* **DESCRIPTION OF THE TASK**
Once the line with "check has nothing" is found in the entries below, print it and each following line exactly, stopping after the line with "assert_eq!(outcome.child_call_id, None);"; print nothing else.

* **Dataset entries**

------

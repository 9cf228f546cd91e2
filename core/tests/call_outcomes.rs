use autocare_core::{
    call_outcome::{
        add_follow_up, check_follow_up_integrity, delete_call, record_call, Actor, CallResult,
        FollowUpAction, FollowUpActionType, InterestType, NewCallRecord, UserRole,
    },
    clock::{Clock, FixedClock},
    customer::{ContactStatus, Customer},
    error::CrmError,
    store::CrmStore,
    types::CustomerId,
};
use chrono::{NaiveDate, NaiveTime};

// ── Helpers ──────────────────────────────────────────────────────────────────

fn clock() -> FixedClock {
    FixedClock::at(NaiveDate::from_ymd_opt(2024, 6, 1).unwrap())
        .with_time(NaiveTime::from_hms_opt(10, 30, 0).unwrap())
}

fn agent(name: &str) -> Actor {
    Actor::new(name, UserRole::Agent)
}

fn store_with_customer() -> (CrmStore, CustomerId) {
    let store = CrmStore::in_memory().unwrap();
    store.migrate().unwrap();
    let id = store
        .insert_customer(&Customer::new("박민수", "010-5555-0001", "33다3333"), clock().now())
        .unwrap();
    (store, id)
}

fn call_needing_follow_up(customer_id: CustomerId) -> NewCallRecord {
    NewCallRecord {
        requires_follow_up: true,
        ..NewCallRecord::new(customer_id, CallResult::CallbackRequested, "call back next week")
    }
}

// ── Tests ────────────────────────────────────────────────────────────────────

/// Notes are mandatory.
#[test]
fn empty_notes_are_rejected() {
    let (store, id) = store_with_customer();
    let call = NewCallRecord::new(id, CallResult::Connected, "   ");
    let err = record_call(&store, &call, &agent("agent1"), &clock()).unwrap_err();
    assert!(matches!(err, CrmError::InvalidInput(_)), "got {err}");
}

/// Calls to unknown customers fail and store nothing.
#[test]
fn unknown_customer_is_rejected() {
    let (store, _) = store_with_customer();
    let call = NewCallRecord::new(999, CallResult::Connected, "hello");
    let err = record_call(&store, &call, &agent("agent1"), &clock()).unwrap_err();
    assert!(matches!(err, CrmError::CustomerNotFound { id: 999 }), "got {err}");
    assert_eq!(store.event_count().unwrap(), 0);
}

/// A callback request moves a pending customer to contacted.
#[test]
fn callback_request_marks_contacted() {
    let (store, id) = store_with_customer();
    let outcome = record_call(&store, &call_needing_follow_up(id), &agent("agent1"), &clock()).unwrap();

    assert_eq!(outcome.contact_status, ContactStatus::Contacted);
    assert!(outcome.completed_follow_ups.is_empty());
    assert_eq!(store.get_customer(id).unwrap().contact_status, ContactStatus::Contacted);
    assert_eq!(store.pending_follow_up_count().unwrap(), 1);
}

/// A connected call without a parent closes every open follow-up.
#[test]
fn connected_call_closes_open_follow_ups() {
    let (store, id) = store_with_customer();
    let first = record_call(&store, &call_needing_follow_up(id), &agent("agent1"), &clock()).unwrap();
    let second = record_call(&store, &call_needing_follow_up(id), &agent("agent2"), &clock()).unwrap();

    let connected = NewCallRecord {
        interest_type: Some(InterestType::Insurance),
        ..NewCallRecord::new(id, CallResult::Connected, "interested in renewal")
    };
    let outcome = record_call(&store, &connected, &agent("agent1"), &clock()).unwrap();

    assert_eq!(outcome.completed_follow_ups, vec![first.call_id, second.call_id]);
    assert_eq!(outcome.contact_status, ContactStatus::Interested);
    assert_eq!(store.pending_follow_up_count().unwrap(), 0);
    assert_eq!(store.events_of_type("follow_up_completed").unwrap().len(), 2);
}

/// An unanswered call does not touch open follow-ups.
#[test]
fn unanswered_call_leaves_follow_ups_open() {
    let (store, id) = store_with_customer();
    record_call(&store, &call_needing_follow_up(id), &agent("agent1"), &clock()).unwrap();

    let busy = NewCallRecord::new(id, CallResult::Busy, "line busy");
    let outcome = record_call(&store, &busy, &agent("agent1"), &clock()).unwrap();

    assert!(outcome.completed_follow_ups.is_empty());
    assert_eq!(store.pending_follow_up_count().unwrap(), 1);
}

/// A call naming its parent closes only that parent.
#[test]
fn explicit_parent_is_closed() {
    let (store, id) = store_with_customer();
    let first = record_call(&store, &call_needing_follow_up(id), &agent("agent1"), &clock()).unwrap();
    let second = record_call(&store, &call_needing_follow_up(id), &agent("agent1"), &clock()).unwrap();

    let child = NewCallRecord {
        parent_call_id: Some(second.call_id),
        ..NewCallRecord::new(id, CallResult::NoAnswer, "no answer on follow-up")
    };
    let outcome = record_call(&store, &child, &agent("agent1"), &clock()).unwrap();

    assert_eq!(outcome.completed_follow_ups, vec![second.call_id]);
    assert!(!store.get_call_record(first.call_id).unwrap().follow_up_completed);
    assert!(store.get_call_record(second.call_id).unwrap().follow_up_completed);
}

/// A dangling parent id rejects the call and stores nothing.
#[test]
fn missing_parent_rejects_the_call() {
    let (store, id) = store_with_customer();
    let orphan = NewCallRecord {
        parent_call_id: Some(4242),
        ..NewCallRecord::new(id, CallResult::Connected, "follow-up to nothing")
    };
    let err = record_call(&store, &orphan, &agent("agent1"), &clock()).unwrap_err();

    assert!(matches!(err, CrmError::CallRecordNotFound { id: 4242 }), "got {err}");
    assert!(store.calls_for_customer(id).unwrap().is_empty());
    assert_eq!(store.event_count().unwrap(), 0);
    assert_eq!(store.get_customer(id).unwrap().contact_status, ContactStatus::Pending);
}

/// A deleted parent is treated as missing.
#[test]
fn deleted_parent_rejects_the_call() {
    let (store, id) = store_with_customer();
    let parent = record_call(&store, &call_needing_follow_up(id), &agent("agent1"), &clock()).unwrap();
    delete_call(&store, parent.call_id, &agent("agent1"), &clock()).unwrap();

    let child = NewCallRecord {
        parent_call_id: Some(parent.call_id),
        ..NewCallRecord::new(id, CallResult::Connected, "answering a deleted call")
    };
    let err = record_call(&store, &child, &agent("agent1"), &clock()).unwrap_err();
    assert!(matches!(err, CrmError::CallRecordNotFound { .. }), "got {err}");
}

/// Conversion wins over any interest type.
#[test]
fn converted_call_marks_converted() {
    let (store, id) = store_with_customer();
    let call = NewCallRecord {
        interest_type: Some(InterestType::None),
        is_converted: true,
        ..NewCallRecord::new(id, CallResult::Connected, "signed up")
    };
    let outcome = record_call(&store, &call, &agent("agent1"), &clock()).unwrap();
    assert_eq!(outcome.contact_status, ContactStatus::Converted);
}

/// Agents may delete only their own calls; managers any.
#[test]
fn soft_delete_respects_ownership() {
    let (store, id) = store_with_customer();
    let call = NewCallRecord::new(id, CallResult::Connected, "hello");
    let outcome = record_call(&store, &call, &agent("agent1"), &clock()).unwrap();

    let err = delete_call(&store, outcome.call_id, &agent("agent2"), &clock()).unwrap_err();
    assert!(matches!(err, CrmError::InvalidInput(_)));

    delete_call(&store, outcome.call_id, &Actor::new("manager1", UserRole::Manager), &clock()).unwrap();
    let record = store.get_call_record(outcome.call_id).unwrap();
    assert!(record.is_deleted);
    assert_eq!(record.deleted_by.as_deref(), Some("manager1"));
    assert!(store.calls_for_customer(id).unwrap().is_empty(), "deleted calls are hidden");
}

/// Deleting twice fails and keeps the first deletion's audit fields.
#[test]
fn second_delete_is_rejected() {
    let (store, id) = store_with_customer();
    let call = NewCallRecord::new(id, CallResult::Connected, "hello");
    let outcome = record_call(&store, &call, &agent("agent1"), &clock()).unwrap();
    delete_call(&store, outcome.call_id, &agent("agent1"), &clock()).unwrap();

    let later = clock().with_time(NaiveTime::from_hms_opt(15, 0, 0).unwrap());
    let admin = Actor::new("admin", UserRole::Admin);
    let err = delete_call(&store, outcome.call_id, &admin, &later).unwrap_err();
    assert!(matches!(err, CrmError::CallRecordNotFound { .. }), "got {err}");

    let record = store.get_call_record(outcome.call_id).unwrap();
    assert_eq!(record.deleted_by.as_deref(), Some("agent1"));
    assert_eq!(record.deleted_at, Some(clock().now()));
}

/// The integrity check closes parents whose child call exists, then reports.
#[test]
fn integrity_check_repairs_stale_parents() {
    let (store, id) = store_with_customer();
    let parent = record_call(&store, &call_needing_follow_up(id), &agent("agent1"), &clock()).unwrap();
    let child = NewCallRecord {
        parent_call_id: Some(parent.call_id),
        ..NewCallRecord::new(id, CallResult::Busy, "busy")
    };
    let child_id = store.insert_call_record(&child, "agent1", clock().now()).unwrap();
    assert!(child_id > parent.call_id);
    record_call(&store, &call_needing_follow_up(id), &agent("agent1"), &clock()).unwrap();

    let report = check_follow_up_integrity(&store).unwrap();
    assert_eq!(report.fixed, 1);
    assert_eq!(report.total_required, 2);
    assert_eq!(report.completed, 1);
    assert_eq!(report.pending, 1);
    assert_eq!(report.completion_rate, 50.0);

    let again = check_follow_up_integrity(&store).unwrap();
    assert_eq!(again.fixed, 0, "second check has nothing to repair");
}

/// A typed follow-up action stores a connected child call and closes the parent.
#[test]
fn typed_follow_up_action_closes_parent() {
    let (store, id) = store_with_customer();
    let parent = record_call(&store, &call_needing_follow_up(id), &agent("agent1"), &clock()).unwrap();

    let action = FollowUpAction {
        scheduled_date: NaiveDate::from_ymd_opt(2024, 6, 5),
        ..FollowUpAction::new(Some(FollowUpActionType::VisitScheduled), "visit booked for friday")
    };
    let outcome = add_follow_up(&store, parent.call_id, &action, &agent("agent2"), &clock()).unwrap();

    assert!(outcome.parent_completed);
    let child_id = outcome.child_call_id.expect("typed action stores a call");
    let child = store.get_call_record(child_id).unwrap();
    assert_eq!(child.parent_call_id, Some(parent.call_id));
    assert_eq!(child.call_result, CallResult::Connected);
    assert_eq!(child.notes, "[follow-up] visit booked for friday");
    assert_eq!(child.caller, "agent2");
    assert!(store.get_call_record(parent.call_id).unwrap().follow_up_completed);
    assert_eq!(
        store.get_customer(id).unwrap().contact_status,
        ContactStatus::Contacted,
        "follow-up actions leave contact status alone"
    );

    let logged = store.follow_up_actions_for_call(parent.call_id).unwrap();
    assert_eq!(logged.len(), 1);
    assert_eq!(logged[0].id, outcome.action_id);
    assert_eq!(logged[0].action_type, Some(FollowUpActionType::VisitScheduled));
    assert_eq!(logged[0].scheduled_date, NaiveDate::from_ymd_opt(2024, 6, 5));
}

/// An untyped action is only a note.
#[test]
fn untyped_follow_up_action_is_a_note() {
    let (store, id) = store_with_customer();
    let parent = record_call(&store, &call_needing_follow_up(id), &agent("agent1"), &clock()).unwrap();

    let outcome = add_follow_up(
        &store,
        parent.call_id,
        &FollowUpAction::new(None, "left a message with reception"),
        &agent("agent1"),
        &clock(),
    )
    .unwrap();

    assert_eq!(outcome.child_call_id, None);
    assert!(!outcome.parent_completed);
    assert!(!store.get_call_record(parent.call_id).unwrap().follow_up_completed);
    assert_eq!(store.calls_for_customer(id).unwrap().len(), 1);
    assert_eq!(store.follow_up_actions_for_call(parent.call_id).unwrap().len(), 1);
}

/// Follow-up actions need notes and a live call.
#[test]
fn follow_up_action_needs_notes_and_live_call() {
    let (store, id) = store_with_customer();
    let parent = record_call(&store, &call_needing_follow_up(id), &agent("agent1"), &clock()).unwrap();
    let closed = FollowUpAction::new(Some(FollowUpActionType::Closed), "");
    let err = add_follow_up(&store, parent.call_id, &closed, &agent("agent1"), &clock()).unwrap_err();
    assert!(matches!(err, CrmError::InvalidInput(_)), "got {err}");

    let note = FollowUpAction::new(Some(FollowUpActionType::Closed), "done");
    let err = add_follow_up(&store, 999, &note, &agent("agent1"), &clock()).unwrap_err();
    assert!(matches!(err, CrmError::CallRecordNotFound { id: 999 }), "got {err}");

    delete_call(&store, parent.call_id, &agent("agent1"), &clock()).unwrap();
    let err = add_follow_up(&store, parent.call_id, &note, &agent("agent1"), &clock()).unwrap_err();
    assert!(matches!(err, CrmError::CallRecordNotFound { .. }), "got {err}");
    assert!(store.follow_up_actions_for_call(parent.call_id).unwrap().is_empty());
}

------

* **SOLUTION FOR THIS EXERCISE**
    assert_eq!(again.fixed, 0, "second check has nothing to repair");
}

/// A typed follow-up action stores a connected child call and closes the parent.
#[test]
fn typed_follow_up_action_closes_parent() {
    let (store, id) = store_with_customer();
    let parent = record_call(&store, &call_needing_follow_up(id), &agent("agent1"), &clock()).unwrap();

    let action = FollowUpAction {
        scheduled_date: NaiveDate::from_ymd_opt(2024, 6, 5),
        ..FollowUpAction::new(Some(FollowUpActionType::VisitScheduled), "visit booked for friday")
    };
    let outcome = add_follow_up(&store, parent.call_id, &action, &agent("agent2"), &clock()).unwrap();

    assert!(outcome.parent_completed);
    let child_id = outcome.child_call_id.expect("typed action stores a call");
    let child = store.get_call_record(child_id).unwrap();
    assert_eq!(child.parent_call_id, Some(parent.call_id));
    assert_eq!(child.call_result, CallResult::Connected);
    assert_eq!(child.notes, "[follow-up] visit booked for friday");
    assert_eq!(child.caller, "agent2");
    assert!(store.get_call_record(parent.call_id).unwrap().follow_up_completed);
    assert_eq!(
        store.get_customer(id).unwrap().contact_status,
        ContactStatus::Contacted,
        "follow-up actions leave contact status alone"
    );

    let logged = store.follow_up_actions_for_call(parent.call_id).unwrap();
    assert_eq!(logged.len(), 1);
    assert_eq!(logged[0].id, outcome.action_id);
    assert_eq!(logged[0].action_type, Some(FollowUpActionType::VisitScheduled));
    assert_eq!(logged[0].scheduled_date, NaiveDate::from_ymd_opt(2024, 6, 5));
}

/// An untyped action is only a note.
#[test]
fn untyped_follow_up_action_is_a_note() {
    let (store, id) = store_with_customer();
    let parent = record_call(&store, &call_needing_follow_up(id), &agent("agent1"), &clock()).unwrap();

    let outcome = add_follow_up(
        &store,
        parent.call_id,
        &FollowUpAction::new(None, "left a message with reception"),
        &agent("agent1"),
        &clock(),
    )
    .unwrap();

    assert_eq!(outcome.child_call_id, None);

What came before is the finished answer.